12/06/03 02:40:55.65 zNyK/KtB0
>>510
「しかしこれからは日本もだんだん再興するでしょう」と弁護した。
すると、かの男は、すましたもので、
「滅びるね」と言った。
―福島でこんなことを口に出せば、すぐなぐられる。
悪くすると国賊取り扱いにされる。
三四郎は頭の中のどこのすみにもこういう思想を入れる余裕はないような空気のうちで生長した。
だからことによると自分の年の若いのに乗じて、ひとを愚弄(ぐろう)するのではなかろうかとも考えた。
男は例のごとく、にやにや笑っている。
そのくせ言葉(ことば)つきはどこまでもおちついている。
どうも見当がつかないから、相手になるのをやめて黙ってしまった。
すると男が、こう言った。
「福島より東京は広い。
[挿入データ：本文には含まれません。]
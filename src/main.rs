use std::sync::Arc;
use ash::vk;
use bytemuck::{Pod, Zeroable};
use color_eyre::eyre::OptionExt;
use color_eyre::Result;
use glam::{Mat4, Vec3, Vec4};
use winit::keyboard::{Key, NamedKey};
use kindle::app::config::AppConfig;
use kindle::app::input_state::InputState;
use kindle::renderer::deletion_queue::DeletionQueue;
use kindle::renderer::resources::buffer::GpuBuffer;
use kindle::renderer::resources::descriptor::{
    write_buffer, DescriptorAllocator, DescriptorSetLayoutBuilder, PoolSizeRatio,
};
use kindle::renderer::resources::image::GpuImage;
use kindle::renderer::resources::pipeline::{
    create_pipeline_layout, dispatch_size, push_constant_range, ComputePipelineDesc,
    GraphicsPipelineDesc, Pipeline, ShaderStageDesc,
};
use kindle::renderer::resources::shader::Shader;
use kindle::renderer::resources::MemoryAllocator;
use kindle::{App, AppControl, AppHandler, Frame, Renderer};

/// Workgroup edge of `cs_main` in gradient.wgsl
const GRADIENT_LOCAL_SIZE: u32 = 16;

#[repr(C)]
#[derive(Clone, Copy, Pod, Zeroable)]
struct FrameUniforms {
    transform: Mat4,
    tint: Vec4,
}

#[repr(C)]
#[derive(Clone, Copy, Pod, Zeroable)]
struct BackgroundParams {
    color_top: Vec4,
    color_bottom: Vec4,
}

/// GPU objects owned by the demo, released in field order
struct DemoResources {
    background: Pipeline,
    triangle: Pipeline,
    uniform_layout: vk::DescriptorSetLayout,
    /// One pool per ring slot, reset when the slot comes around again
    frame_allocators: Vec<DescriptorAllocator>,
    frame_sets: Vec<vk::DescriptorSet>,
    memory: MemoryAllocator,
    device: Arc<ash::Device>,
    layouts: DeletionQueue,
}

#[derive(Default)]
struct Demo {
    elapsed: f32,
    resources: Option<DemoResources>,
}

impl Demo {
    fn create_resources(renderer: &Renderer) -> Result<DemoResources> {
        let device = renderer.device().clone();
        let mut layouts = DeletionQueue::new();

        let uniform_layout = DescriptorSetLayoutBuilder::new()
            .add_binding(0, vk::DescriptorType::UNIFORM_BUFFER)
            .build(&device, vk::ShaderStageFlags::VERTEX)?;
        {
            let device = device.clone();
            layouts.push_back(
                move || unsafe { device.destroy_descriptor_set_layout(uniform_layout, None) },
                "demo descriptor set layout",
            );
        }
        let triangle_layout = create_pipeline_layout(&device, &[uniform_layout], &[])?;
        {
            let device = device.clone();
            layouts.push_back(
                move || unsafe { device.destroy_pipeline_layout(triangle_layout, None) },
                "demo triangle pipeline layout",
            );
        }
        let background_layout = create_pipeline_layout(
            &device,
            &[renderer.draw_image_layout()],
            &[push_constant_range::<BackgroundParams>(vk::ShaderStageFlags::COMPUTE)],
        )?;
        {
            let device = device.clone();
            layouts.push_back(
                move || unsafe { device.destroy_pipeline_layout(background_layout, None) },
                "demo background pipeline layout",
            );
        }

        // Modules are only needed until the pipelines exist
        let gradient = Shader::load("gradient", device.clone())?;
        let background = ComputePipelineDesc {
            stage: ShaderStageDesc::new(vk::ShaderStageFlags::COMPUTE, gradient.module, "cs_main")?,
            layout: background_layout,
        }
        .build(device.clone())?;

        let shader = Shader::load("triangle", device.clone())?;
        let triangle = GraphicsPipelineDesc {
            stages: vec![
                ShaderStageDesc::new(vk::ShaderStageFlags::VERTEX, shader.module, "vs_main")?,
                ShaderStageDesc::new(vk::ShaderStageFlags::FRAGMENT, shader.module, "fs_main")?,
            ],
            color_attachment_format: renderer.draw_format(),
            layout: triangle_layout,
            ..Default::default()
        }
        .build(device.clone())?;

        let ring_size = renderer.config().frames_in_flight;
        let frame_allocators = (0..ring_size)
            .map(|_| {
                DescriptorAllocator::init(
                    device.clone(),
                    1,
                    &[PoolSizeRatio {
                        descriptor_type: vk::DescriptorType::UNIFORM_BUFFER,
                        ratio: 1.0,
                    }],
                )
            })
            .collect::<Result<Vec<_>>>()?;

        Ok(DemoResources {
            background,
            triangle,
            uniform_layout,
            frame_allocators,
            frame_sets: vec![vk::DescriptorSet::null(); ring_size],
            memory: renderer.allocator()?,
            device,
            layouts,
        })
    }
}

impl AppHandler for Demo {
    fn init(&mut self, renderer: &mut Renderer) -> Result<()> {
        log::info!("Demo running on {}", renderer.device_name());

        // Clear the draw target once before the first frame
        let draw_image = renderer.draw_image().image;
        renderer.immediate_submit(|cmd, device| {
            GpuImage::transition(
                device,
                cmd,
                draw_image,
                vk::ImageLayout::UNDEFINED,
                vk::ImageLayout::GENERAL,
            );
            let range = vk::ImageSubresourceRange {
                aspect_mask: vk::ImageAspectFlags::COLOR,
                base_mip_level: 0,
                level_count: 1,
                base_array_layer: 0,
                layer_count: 1,
            };
            unsafe {
                device.cmd_clear_color_image(
                    cmd,
                    draw_image,
                    vk::ImageLayout::GENERAL,
                    &vk::ClearColorValue::default(),
                    &[range],
                );
            }
            Ok(())
        })?;

        self.resources = Some(Self::create_resources(renderer)?);
        Ok(())
    }

    fn tick(&mut self, control: &mut AppControl, input: &InputState, dt: f32) -> Result<()> {
        if input.key_just_pressed(&Key::Named(NamedKey::Escape)) {
            control.exit();
        }
        self.elapsed += dt;
        Ok(())
    }

    fn pre_render(&mut self, frame: &mut Frame<'_>, _dt: f32) -> Result<()> {
        let resources = self.resources.as_mut().ok_or_eyre("Demo resources missing")?;
        let extent = frame.draw_image.extent;
        let aspect = extent.height as f32 / extent.width.max(1) as f32;

        let uniforms = FrameUniforms {
            transform: Mat4::from_scale(Vec3::new(aspect, 1.0, 1.0))
                * Mat4::from_rotation_z(self.elapsed),
            tint: Vec4::ONE,
        };

        // This slot's previous frame has retired, so its set can be recycled
        let allocator = &resources.frame_allocators[frame.slot];
        allocator.reset()?;

        let mut buffer = GpuBuffer::new(
            size_of::<FrameUniforms>() as u64,
            vk::BufferUsageFlags::UNIFORM_BUFFER,
            &format!("Frame {} uniforms", frame.frame_number),
            resources.memory.clone(),
            resources.device.clone(),
        )?;
        buffer.write(&[uniforms], 0)?;

        let set = allocator.allocate(resources.uniform_layout)?;
        write_buffer(
            frame.device,
            set,
            0,
            vk::DescriptorType::UNIFORM_BUFFER,
            buffer.buffer,
            buffer.size,
        );
        resources.frame_sets[frame.slot] = set;

        frame.defer_release(move || drop(buffer), "frame uniforms");
        Ok(())
    }

    fn render(&mut self, frame: &mut Frame<'_>, _dt: f32) -> Result<()> {
        let resources = self.resources.as_ref().ok_or_eyre("Demo resources missing")?;
        let device = frame.device;
        let cmd = frame.cmd;
        let image = frame.draw_image;
        let extent = image.extent_2d();

        let top = hue_to_rgb(self.elapsed * 0.1) * 0.4;
        let params = BackgroundParams {
            color_top: top.extend(1.0),
            color_bottom: (top * 0.15).extend(1.0),
        };
        let (groups_x, groups_y) = dispatch_size(extent, GRADIENT_LOCAL_SIZE);
        resources.background.bind(cmd);
        resources.background.bind_descriptor_sets(cmd, 0, &[frame.draw_image_set]);
        resources.background.push_constants(cmd, vk::ShaderStageFlags::COMPUTE, &params);
        unsafe {
            device.cmd_dispatch(cmd, groups_x, groups_y, 1);
        }

        // Also orders the compute writes before the triangle is blended on top
        GpuImage::transition(
            device,
            cmd,
            image.image,
            vk::ImageLayout::GENERAL,
            vk::ImageLayout::COLOR_ATTACHMENT_OPTIMAL,
        );

        let color_attachments = [vk::RenderingAttachmentInfo::default()
            .image_view(image.view)
            .image_layout(vk::ImageLayout::COLOR_ATTACHMENT_OPTIMAL)
            .load_op(vk::AttachmentLoadOp::LOAD)
            .store_op(vk::AttachmentStoreOp::STORE)];
        let rendering_info = vk::RenderingInfo::default()
            .render_area(vk::Rect2D {
                offset: vk::Offset2D::default(),
                extent,
            })
            .layer_count(1)
            .color_attachments(&color_attachments);

        unsafe {
            device.cmd_begin_rendering(cmd, &rendering_info);
            device.cmd_set_viewport(cmd, 0, &[vk::Viewport {
                x: 0.0,
                y: 0.0,
                width: extent.width as f32,
                height: extent.height as f32,
                min_depth: 0.0,
                max_depth: 1.0,
            }]);
            device.cmd_set_scissor(cmd, 0, &[vk::Rect2D {
                offset: vk::Offset2D::default(),
                extent,
            }]);
        }
        resources.triangle.bind(cmd);
        resources.triangle.bind_descriptor_sets(cmd, 0, &[resources.frame_sets[frame.slot]]);
        unsafe {
            device.cmd_draw(cmd, 3, 1, 0, 0);
            device.cmd_end_rendering(cmd);
        }

        GpuImage::transition(
            device,
            cmd,
            image.image,
            vk::ImageLayout::COLOR_ATTACHMENT_OPTIMAL,
            vk::ImageLayout::GENERAL,
        );
        Ok(())
    }

    fn shutdown(&mut self, _renderer: &mut Renderer) {
        if self.resources.take().is_some() {
            log::info!("Demo resources released after {:.1}s", self.elapsed);
        }
    }
}

fn hue_to_rgb(hue: f32) -> Vec3 {
    let h = hue.rem_euclid(1.0) * 6.0;
    let channel = |offset: f32| (((h + offset) % 6.0 - 3.0).abs() - 1.0).clamp(0.0, 1.0);
    Vec3::new(channel(0.0), channel(4.0), channel(2.0))
}

fn main() -> Result<()> {
    color_eyre::install()?;
    env_logger::init();

    let mut config = AppConfig::default();
    config.window.title = "kindle demo".into();
    config.render.app_name = "kindle demo".into();

    let mut app = App::new(config, Demo::default());
    app.initialize()?;
    app.run()?;

    Ok(())
}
東京より日本は広い。日本より……」でちょっと切ったが、三四郎の顔を見ると耳を傾けている。
「日本より頭の中のほうが広いでしょう」と言った。
「とらわれちゃだめだ。いくら日本のためを思ったって贔屓(ひいき)の引き倒しになるばかりだ」
この言葉を聞いた時、三四郎は真実に熊本を出たような心持ちがした。
同時に福島にいた時の自分は非常に卑怯(ひきょう)であったと悟った。